Exercise instructions:
In the records below, find the line with "fn store() ->" and the line with "fn rel(s: &str)". Print both exactly, along with every line between them, and no other line.

Extracted data:
·····
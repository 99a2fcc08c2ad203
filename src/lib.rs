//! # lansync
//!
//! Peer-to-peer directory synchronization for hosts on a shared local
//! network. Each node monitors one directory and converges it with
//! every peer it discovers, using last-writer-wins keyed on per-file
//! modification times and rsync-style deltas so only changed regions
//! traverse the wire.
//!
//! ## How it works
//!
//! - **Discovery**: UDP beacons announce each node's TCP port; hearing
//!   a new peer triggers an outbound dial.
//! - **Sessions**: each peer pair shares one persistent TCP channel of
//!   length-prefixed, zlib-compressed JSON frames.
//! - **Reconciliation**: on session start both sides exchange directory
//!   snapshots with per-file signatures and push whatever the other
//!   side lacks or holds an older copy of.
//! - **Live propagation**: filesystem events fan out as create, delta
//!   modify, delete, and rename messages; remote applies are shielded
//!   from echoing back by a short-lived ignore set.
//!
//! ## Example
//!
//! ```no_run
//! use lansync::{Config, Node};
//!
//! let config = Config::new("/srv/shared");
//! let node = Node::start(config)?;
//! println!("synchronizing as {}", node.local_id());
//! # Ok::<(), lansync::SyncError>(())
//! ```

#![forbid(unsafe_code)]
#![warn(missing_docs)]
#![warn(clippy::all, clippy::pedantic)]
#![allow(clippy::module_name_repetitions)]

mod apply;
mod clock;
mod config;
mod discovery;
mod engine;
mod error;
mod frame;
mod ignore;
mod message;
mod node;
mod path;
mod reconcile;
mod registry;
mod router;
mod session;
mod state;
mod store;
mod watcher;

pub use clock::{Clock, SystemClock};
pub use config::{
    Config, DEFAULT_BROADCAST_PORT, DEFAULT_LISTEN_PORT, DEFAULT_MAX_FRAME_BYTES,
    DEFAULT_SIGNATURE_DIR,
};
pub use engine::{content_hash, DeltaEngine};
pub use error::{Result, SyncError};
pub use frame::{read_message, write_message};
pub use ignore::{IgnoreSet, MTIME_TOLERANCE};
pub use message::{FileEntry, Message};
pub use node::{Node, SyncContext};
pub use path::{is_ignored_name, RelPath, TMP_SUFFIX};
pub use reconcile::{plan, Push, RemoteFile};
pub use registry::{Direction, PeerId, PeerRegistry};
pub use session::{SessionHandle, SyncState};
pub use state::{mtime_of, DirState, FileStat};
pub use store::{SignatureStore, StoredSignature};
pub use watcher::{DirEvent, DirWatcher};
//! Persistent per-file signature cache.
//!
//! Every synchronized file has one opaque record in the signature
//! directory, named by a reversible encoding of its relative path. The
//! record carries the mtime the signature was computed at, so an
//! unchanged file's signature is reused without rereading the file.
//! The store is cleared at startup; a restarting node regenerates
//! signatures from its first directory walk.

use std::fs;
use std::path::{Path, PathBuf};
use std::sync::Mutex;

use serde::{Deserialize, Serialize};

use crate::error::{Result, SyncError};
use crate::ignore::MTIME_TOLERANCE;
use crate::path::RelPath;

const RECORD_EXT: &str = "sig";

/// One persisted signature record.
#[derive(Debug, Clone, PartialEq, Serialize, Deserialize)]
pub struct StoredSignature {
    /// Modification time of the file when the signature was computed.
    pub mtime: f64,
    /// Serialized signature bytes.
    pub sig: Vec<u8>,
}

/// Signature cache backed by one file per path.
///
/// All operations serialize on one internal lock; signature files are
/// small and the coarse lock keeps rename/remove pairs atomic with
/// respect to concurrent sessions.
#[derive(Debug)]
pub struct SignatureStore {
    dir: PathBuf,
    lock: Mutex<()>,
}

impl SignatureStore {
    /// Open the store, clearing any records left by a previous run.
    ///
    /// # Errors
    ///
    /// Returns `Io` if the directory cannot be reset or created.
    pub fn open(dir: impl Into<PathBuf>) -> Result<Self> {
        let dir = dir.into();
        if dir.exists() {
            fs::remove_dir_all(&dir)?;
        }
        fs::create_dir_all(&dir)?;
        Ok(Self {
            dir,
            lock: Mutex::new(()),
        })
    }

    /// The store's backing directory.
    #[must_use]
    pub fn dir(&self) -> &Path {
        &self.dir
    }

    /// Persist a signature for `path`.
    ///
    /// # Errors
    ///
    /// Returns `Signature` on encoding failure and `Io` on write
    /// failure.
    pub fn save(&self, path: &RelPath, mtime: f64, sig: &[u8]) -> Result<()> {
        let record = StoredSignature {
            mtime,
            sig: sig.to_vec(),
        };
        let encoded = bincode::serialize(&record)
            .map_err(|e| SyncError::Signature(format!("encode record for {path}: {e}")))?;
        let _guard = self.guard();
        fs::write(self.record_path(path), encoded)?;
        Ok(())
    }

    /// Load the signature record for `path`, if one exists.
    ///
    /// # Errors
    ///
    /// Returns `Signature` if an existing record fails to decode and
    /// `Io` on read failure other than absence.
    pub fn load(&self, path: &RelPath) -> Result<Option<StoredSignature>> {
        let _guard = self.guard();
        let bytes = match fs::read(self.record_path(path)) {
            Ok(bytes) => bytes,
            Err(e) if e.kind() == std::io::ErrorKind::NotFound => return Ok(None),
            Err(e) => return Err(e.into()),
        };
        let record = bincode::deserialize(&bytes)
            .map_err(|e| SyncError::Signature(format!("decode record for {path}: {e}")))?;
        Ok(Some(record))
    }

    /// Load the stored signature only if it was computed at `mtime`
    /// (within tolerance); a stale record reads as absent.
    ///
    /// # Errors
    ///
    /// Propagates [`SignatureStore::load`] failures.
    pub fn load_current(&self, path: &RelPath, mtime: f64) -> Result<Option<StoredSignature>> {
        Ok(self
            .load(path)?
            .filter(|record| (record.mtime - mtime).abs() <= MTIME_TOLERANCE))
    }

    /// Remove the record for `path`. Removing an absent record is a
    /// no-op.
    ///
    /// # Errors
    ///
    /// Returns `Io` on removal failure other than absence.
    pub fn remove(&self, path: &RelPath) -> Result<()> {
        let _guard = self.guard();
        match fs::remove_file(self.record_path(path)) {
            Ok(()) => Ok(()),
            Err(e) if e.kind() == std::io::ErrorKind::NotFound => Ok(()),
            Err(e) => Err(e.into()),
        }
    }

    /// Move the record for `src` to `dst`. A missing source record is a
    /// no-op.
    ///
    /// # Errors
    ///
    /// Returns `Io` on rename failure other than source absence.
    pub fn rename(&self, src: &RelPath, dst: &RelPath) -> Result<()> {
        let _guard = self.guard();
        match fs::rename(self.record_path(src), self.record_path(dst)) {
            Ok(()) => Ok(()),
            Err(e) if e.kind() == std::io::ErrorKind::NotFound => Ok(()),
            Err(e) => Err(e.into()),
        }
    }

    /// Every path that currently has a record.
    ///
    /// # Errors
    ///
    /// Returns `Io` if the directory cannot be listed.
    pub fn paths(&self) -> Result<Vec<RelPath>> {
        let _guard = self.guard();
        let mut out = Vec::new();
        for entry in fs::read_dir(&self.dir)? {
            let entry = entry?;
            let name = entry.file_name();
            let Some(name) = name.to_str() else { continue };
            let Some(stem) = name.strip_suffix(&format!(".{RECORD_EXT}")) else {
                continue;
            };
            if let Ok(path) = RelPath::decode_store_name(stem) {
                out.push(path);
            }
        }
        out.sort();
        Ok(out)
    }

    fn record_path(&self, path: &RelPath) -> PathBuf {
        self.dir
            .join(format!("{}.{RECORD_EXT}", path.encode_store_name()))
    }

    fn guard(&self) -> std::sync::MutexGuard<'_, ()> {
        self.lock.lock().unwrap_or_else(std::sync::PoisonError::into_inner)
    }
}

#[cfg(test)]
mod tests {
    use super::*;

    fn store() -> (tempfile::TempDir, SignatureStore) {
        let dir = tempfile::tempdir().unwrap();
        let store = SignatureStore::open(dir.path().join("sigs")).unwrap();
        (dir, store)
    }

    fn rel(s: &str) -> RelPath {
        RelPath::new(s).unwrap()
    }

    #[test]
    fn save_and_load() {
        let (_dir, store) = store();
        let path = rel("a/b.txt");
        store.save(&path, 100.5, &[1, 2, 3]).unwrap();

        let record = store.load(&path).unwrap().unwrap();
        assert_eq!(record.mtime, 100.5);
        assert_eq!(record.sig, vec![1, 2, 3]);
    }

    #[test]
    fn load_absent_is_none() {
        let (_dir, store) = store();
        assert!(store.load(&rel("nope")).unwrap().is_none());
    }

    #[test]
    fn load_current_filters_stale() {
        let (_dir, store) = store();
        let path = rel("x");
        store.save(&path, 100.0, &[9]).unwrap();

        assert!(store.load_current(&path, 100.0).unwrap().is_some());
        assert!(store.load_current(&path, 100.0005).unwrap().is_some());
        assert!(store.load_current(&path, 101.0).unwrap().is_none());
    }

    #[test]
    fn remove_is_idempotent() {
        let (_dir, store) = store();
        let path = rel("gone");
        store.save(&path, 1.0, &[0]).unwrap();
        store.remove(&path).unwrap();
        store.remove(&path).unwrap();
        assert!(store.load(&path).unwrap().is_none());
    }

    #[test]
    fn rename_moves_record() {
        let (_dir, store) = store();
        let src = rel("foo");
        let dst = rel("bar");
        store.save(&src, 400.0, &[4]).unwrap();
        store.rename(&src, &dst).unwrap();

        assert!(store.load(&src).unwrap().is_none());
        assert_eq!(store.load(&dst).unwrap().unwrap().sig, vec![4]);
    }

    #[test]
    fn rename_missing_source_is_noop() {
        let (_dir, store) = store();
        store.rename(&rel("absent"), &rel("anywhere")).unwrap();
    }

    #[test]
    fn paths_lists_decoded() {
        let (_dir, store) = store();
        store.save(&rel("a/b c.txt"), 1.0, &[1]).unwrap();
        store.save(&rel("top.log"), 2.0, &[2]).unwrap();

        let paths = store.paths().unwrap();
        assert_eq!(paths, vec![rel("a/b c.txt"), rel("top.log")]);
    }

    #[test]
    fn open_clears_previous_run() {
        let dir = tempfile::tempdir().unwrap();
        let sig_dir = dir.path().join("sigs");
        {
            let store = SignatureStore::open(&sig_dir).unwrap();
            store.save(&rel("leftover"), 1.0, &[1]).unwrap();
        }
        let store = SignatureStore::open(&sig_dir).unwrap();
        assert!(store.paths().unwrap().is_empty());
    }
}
·····
Result:
    fn store() -> (tempfile::TempDir, SignatureStore) {
        let dir = tempfile::tempdir().unwrap();
        let store = SignatureStore::open(dir.path().join("sigs")).unwrap();
        (dir, store)
    }

    fn rel(s: &str) -> RelPath {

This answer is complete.